Ieri il politico ha deciso di abbandonare la Knesset per scendere in piazza e manifestare accanto al popolo. A precisato che se il popolo e contro il governo Netanyahu loro sono dalla parte del popolo e appoggiano così il malcontento popolare.
L’ex primo ministro ha risposto ai commenti di Netanyahu che lo additavano come improntato alla ricerca di anarchia per trarne vantaggio e ha scritto su Twitter: “Netanyahu l’unica anarchia che viene generata e dal governo su cui hai perso il controllo. Bibi, chiunque permetta al ministro della sicurezza nazionale di giocare con gli esplosivi sa che finirà con un’esplosione”.

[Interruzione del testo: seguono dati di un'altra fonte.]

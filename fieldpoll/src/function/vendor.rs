use std::sync::Arc;

use scursor::ReadCursor;

use crate::bits::BitVector;
use crate::codec::swap_words;
use crate::constants::limits;
use crate::constants::vendor::*;
use crate::error::{ConfigError, RequestError};
use crate::function::code::FunctionCode;
use crate::function::request::{build, byte_count_data, check_echo, data};
use crate::function::{
    Assignment, CommEventCounter, CommEventLog, DeviceObject, FunctionLayer, Protocol,
    StandardFunctions,
};
use crate::transport::Transceiver;
use crate::types::{DataRange, UnitId};

/// Bit-packed vendor register address `(page << 13) | (category << 7) | index`
#[derive(Copy, Clone, Debug, PartialEq, Eq)]
pub struct VendorAddress {
    /// page, 3 bits
    pub page: u8,
    /// category, 6 bits
    pub category: u8,
    /// index, 7 bits
    pub index: u8,
}

impl VendorAddress {
    /// create an address, checking the width of each field
    pub fn new(page: u8, category: u8, index: u8) -> Result<Self, ConfigError> {
        if page > 0x07 || category as u16 > CATEGORY_MASK || index as u16 > INDEX_MASK {
            return Err(ConfigError::ValueOutOfRange);
        }
        Ok(Self {
            page,
            category,
            index,
        })
    }

    /// decompose a packed address
    pub fn from_u16(value: u16) -> Self {
        Self {
            page: (value >> PAGE_SHIFT) as u8,
            category: ((value >> CATEGORY_SHIFT) & CATEGORY_MASK) as u8,
            index: (value & INDEX_MASK) as u8,
        }
    }

    /// packed representation
    pub fn to_u16(self) -> u16 {
        ((self.page as u16) << PAGE_SHIFT)
            | ((self.category as u16) << CATEGORY_SHIFT)
            | self.index as u16
    }

    /// the three address bytes as transmitted
    pub fn wire(self) -> [u8; 3] {
        [self.category, self.index, self.page]
    }
}

impl std::fmt::Display for VendorAddress {
    fn fmt(&self, f: &mut std::fmt::Formatter) -> std::fmt::Result {
        write!(
            f,
            "page: {} category: {} index: {}",
            self.page, self.category, self.index
        )
    }
}

/// registers covering `count` bits starting at bit `offset` of the register at `address`
#[derive(Copy, Clone, Debug, PartialEq, Eq)]
struct BitSpan {
    start: VendorAddress,
    first_bit: usize,
    registers: u16,
}

impl BitSpan {
    fn new(range: DataRange, count: usize) -> Result<Self, RequestError> {
        if count == 0 {
            return Err(ConfigError::CountOfZero.into());
        }
        let start = range
            .address
            .checked_add(range.offset / 16)
            .ok_or(ConfigError::AddressOverflow)?;
        let first_bit = (range.offset % 16) as usize;
        let registers = (first_bit + count).div_ceil(16);
        if registers > limits::MAX_READ_REGISTERS_COUNT as usize {
            return Err(ConfigError::CountTooLarge {
                count: registers as u16,
                max: limits::MAX_READ_REGISTERS_COUNT,
            }
            .into());
        }
        Ok(Self {
            start: VendorAddress::from_u16(start),
            first_bit,
            registers: registers as u16,
        })
    }
}

/// Extended vendor function codes with bit-packed addressing
///
/// Register data is exchanged with the device low byte first and normalized to
/// big-endian here. Coils are bits of registers and are written with masked writes so
/// that neighbouring bits are left untouched.
#[derive(Clone)]
pub struct VendorFunctions {
    transceiver: Arc<Transceiver>,
    standard: StandardFunctions,
}

impl VendorFunctions {
    /// create over a transceiver
    pub fn new(transceiver: Arc<Transceiver>) -> Self {
        Self {
            standard: StandardFunctions::new(transceiver.clone()),
            transceiver,
        }
    }

    /// read `count` registers starting at `address`, returned big-endian
    pub async fn read_from_index(
        &self,
        unit: UnitId,
        address: VendorAddress,
        count: u16,
    ) -> Result<Vec<u8>, RequestError> {
        check_count(count, limits::MAX_READ_REGISTERS_COUNT)?;
        let request = build(unit, FunctionCode::ReadFromIndex, |cursor| {
            cursor.write_bytes(&address.wire())?;
            cursor.write_u16_be(count)
        })?;
        let response = self.transceiver.transact(&request).await?;
        let mut registers = byte_count_data(&response, 2 * count as usize)?.to_vec();
        swap_words(&mut registers);
        Ok(registers)
    }

    /// replace whole registers starting at `address` with big-endian `registers`
    pub async fn write_to_index(
        &self,
        unit: UnitId,
        address: VendorAddress,
        registers: &[u8],
    ) -> Result<(), RequestError> {
        if registers.len() % 2 != 0 {
            return Err(ConfigError::ValueOutOfRange.into());
        }
        let count = (registers.len() / 2) as u16;
        check_count(count, limits::MAX_WRITE_REGISTERS_COUNT)?;

        let mut swapped = registers.to_vec();
        swap_words(&mut swapped);
        let request = build(unit, FunctionCode::WriteToIndex, |cursor| {
            cursor.write_bytes(&address.wire())?;
            cursor.write_u16_be(count)?;
            cursor.write_u8(swapped.len() as u8)?;
            cursor.write_bytes(&swapped)
        })?;
        let response = self.transceiver.transact(&request).await?;
        // unit, function, address, count
        check_echo(&request, &response, 7)
    }

    /// apply `(data, mask)` pairs to consecutive registers starting at `address`
    ///
    /// a mask bit of 0 applies the data bit, a mask bit of 1 leaves the device bit unchanged
    pub async fn write_masked_to_index(
        &self,
        unit: UnitId,
        address: VendorAddress,
        pairs: &[(u16, u16)],
    ) -> Result<(), RequestError> {
        let count = pairs.len() as u16;
        check_count(count, limits::MAX_MASKED_REGISTERS_COUNT)?;
        let request = build(unit, FunctionCode::WriteMaskedToIndex, |cursor| {
            cursor.write_bytes(&address.wire())?;
            cursor.write_u16_be(count)?;
            cursor.write_u8((4 * pairs.len()) as u8)?;
            for (data, mask) in pairs {
                cursor.write_u16_be(*data)?;
                cursor.write_u16_be(*mask)?;
            }
            Ok(())
        })?;
        let response = self.transceiver.transact(&request).await?;
        check_echo(&request, &response, 7)
    }

    async fn read_bits(&self, unit: UnitId, range: DataRange) -> Result<BitVector, RequestError> {
        check_count(range.count, limits::MAX_READ_COILS_COUNT)?;
        let count = range.count as usize;
        let span = BitSpan::new(range, count)?;
        let registers = self
            .read_from_index(unit, span.start, span.registers)
            .await?;
        Ok(BitVector::from_registers(&registers).range(span.first_bit, span.first_bit + count))
    }

    async fn write_bits(
        &self,
        unit: UnitId,
        range: DataRange,
        bits: &BitVector,
    ) -> Result<(), RequestError> {
        let span = BitSpan::new(range, bits.len())?;
        let pairs = masked_pairs(&span, bits);
        self.write_masked_to_index(unit, span.start, &pairs).await
    }

    async fn query(&self) -> Result<Option<u32>, RequestError> {
        let request = build(
            UnitId::new(UNASSIGNED_UNIT),
            FunctionCode::EnumerationQuery,
            |_| Ok(()),
        )?;
        let response = match self.transceiver.transact(&request).await {
            Ok(x) => x,
            Err(RequestError::ResponseTimeout) => return Ok(None),
            Err(err) => return Err(err),
        };
        let mut cursor = ReadCursor::new(data(&response));
        let hi = cursor.read_u16_be()?;
        let lo = cursor.read_u16_be()?;
        cursor.expect_empty()?;
        Ok(Some(((hi as u32) << 16) | lo as u32))
    }

    async fn assign(&self, serial: u32, unit: UnitId) -> Result<(), RequestError> {
        let request = build(
            UnitId::new(BROADCAST_UNIT),
            FunctionCode::AssignLogicalAddress,
            |cursor| {
                cursor.write_bytes(&serial.to_be_bytes())?;
                cursor.write_u8(unit.value)
            },
        )?;
        let response = self.transceiver.transact(&request).await?;
        check_echo(&request, &response, request.len())
    }
}

fn check_count(count: u16, max: u16) -> Result<(), RequestError> {
    if count == 0 {
        return Err(ConfigError::CountOfZero.into());
    }
    if count > max {
        return Err(ConfigError::CountTooLarge {
            count,
            max,
        }
        .into());
    }
    Ok(())
}

fn masked_pairs(span: &BitSpan, bits: &BitVector) -> Vec<(u16, u16)> {
    let mut pairs = vec![(0u16, 0xFFFFu16); span.registers as usize];
    for (i, value) in bits.iter().enumerate() {
        let position = span.first_bit + i;
        if let Some((data, mask)) = pairs.get_mut(position / 16) {
            let bit = 1u16 << (position % 16);
            *mask &= !bit;
            if value {
                *data |= bit;
            }
        }
    }
    pairs
}

#[async_trait::async_trait]
impl FunctionLayer for VendorFunctions {
    fn protocol(&self) -> Protocol {
        Protocol::Vendor
    }

    async fn read_coils(&self, unit: UnitId, range: DataRange) -> Result<BitVector, RequestError> {
        self.read_bits(unit, range).await
    }

    async fn read_discrete_inputs(
        &self,
        unit: UnitId,
        range: DataRange,
    ) -> Result<BitVector, RequestError> {
        self.read_bits(unit, range).await
    }

    async fn read_holding_registers(
        &self,
        unit: UnitId,
        range: DataRange,
    ) -> Result<Vec<u8>, RequestError> {
        let span = BitSpan::new(range, 1)?;
        self.read_from_index(unit, span.start, range.count).await
    }

    async fn read_input_registers(
        &self,
        unit: UnitId,
        range: DataRange,
    ) -> Result<Vec<u8>, RequestError> {
        self.read_holding_registers(unit, range).await
    }

    async fn write_single_coil(
        &self,
        unit: UnitId,
        range: DataRange,
        value: bool,
    ) -> Result<(), RequestError> {
        let mut bits = BitVector::new(1, Default::default());
        bits.set(0, value)?;
        self.write_bits(unit, range, &bits).await
    }

    async fn write_multiple_coils(
        &self,
        unit: UnitId,
        range: DataRange,
        bits: &BitVector,
    ) -> Result<(), RequestError> {
        self.write_bits(unit, range, bits).await
    }

    async fn write_single_register(
        &self,
        unit: UnitId,
        range: DataRange,
        value: u16,
    ) -> Result<(), RequestError> {
        self.write_multiple_registers(unit, range, &value.to_be_bytes())
            .await
    }

    async fn write_multiple_registers(
        &self,
        unit: UnitId,
        range: DataRange,
        data: &[u8],
    ) -> Result<(), RequestError> {
        let span = BitSpan::new(range, 1)?;
        self.write_to_index(unit, span.start, data).await
    }

    async fn read_exception_status(&self, unit: UnitId) -> Result<u8, RequestError> {
        self.standard.read_exception_status(unit).await
    }

    async fn get_comm_event_counter(&self, unit: UnitId) -> Result<CommEventCounter, RequestError> {
        self.standard.get_comm_event_counter(unit).await
    }

    async fn get_comm_event_log(&self, unit: UnitId) -> Result<CommEventLog, RequestError> {
        self.standard.get_comm_event_log(unit).await
    }

    async fn report_server_id(&self, unit: UnitId) -> Result<Vec<u8>, RequestError> {
        self.standard.report_server_id(unit).await
    }

    async fn read_device_identification(
        &self,
        unit: UnitId,
        object_id: u8,
    ) -> Result<Vec<DeviceObject>, RequestError> {
        self.standard
            .read_device_identification(unit, object_id)
            .await
    }

    async fn enumerate(&self, first: UnitId) -> Result<Vec<Assignment>, RequestError> {
        let reset = build(
            UnitId::new(BROADCAST_UNIT),
            FunctionCode::EnumerationReset,
            |_| Ok(()),
        )?;
        self.transceiver.send(&reset).await?;
        tracing::info!("enumeration reset, first logical address: {}", first);

        let mut assigned = Vec::new();
        let mut next = first.value;
        while assigned.len() < MAX_ENUMERATED_UNITS {
            let serial = match self.query().await? {
                Some(x) => x,
                None => break,
            };
            let unit = UnitId::new(next);
            self.assign(serial, unit).await?;
            tracing::info!("assigned {} to serial {:#010X}", unit, serial);
            assigned.push(Assignment { serial, unit });

            next = match next.checked_add(1) {
                Some(x) => x,
                None => break,
            };
        }

        tracing::info!("enumeration complete, {} unit(s) assigned", assigned.len());
        Ok(assigned)
    }
}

Ha poi precisato nuovamente che: “Se c’è una lotta tra il governo e il popolo d’israele, noi siamo dalla parte del popolo d’israele. Chiedo alla polizia di ignorare il pericoloso e irresponsabile tentativo politico di Ben Gvir di cercare di infiammare l’atmosfera e provocare più violenza e anarchia”.
Ha continuato sottolineando anche che: “I manifestanti sono patrioti israeliani che amano il paese e vogliono difenderlo. La protesta è stata una battaglia per l’immagine della democrazia israeliana. Continueremo a lottare fino alla vittoria”.
Ovviamente la reazione del partito Likud e dell’attuale governo Netanyahu non è stata leggera e in tutta risposta si sta accelerando il più possibile nel completare la procedura legislativa e burocratica necessaria ad attuare le proposte avanzate e anche a livello internazionale la situazione molto delicata in quanto dopo i colloqui avvenuti domenica scorsa in Giordania, che sembravano essere stati proficui aver apportato beneficio ai rapporti bilaterali tra Palestina e Israele la situazione è stata smentita dallo stesso governo israeliano che ha precisato che avrebbe continuato con la sua azione dei nuovi insediamenti in Giordania, che hanno alimentato ulteriormente la questione e che i terroristi sarebbero stati perseguiti comunque.
Stati Uniti e Nazioni Unite si sono già inserite all’interno dei negoziati che cercano di puntare ad un equilibrio nel quale riescono a convivere le due popolazioni ovvero israeliana e palestinese.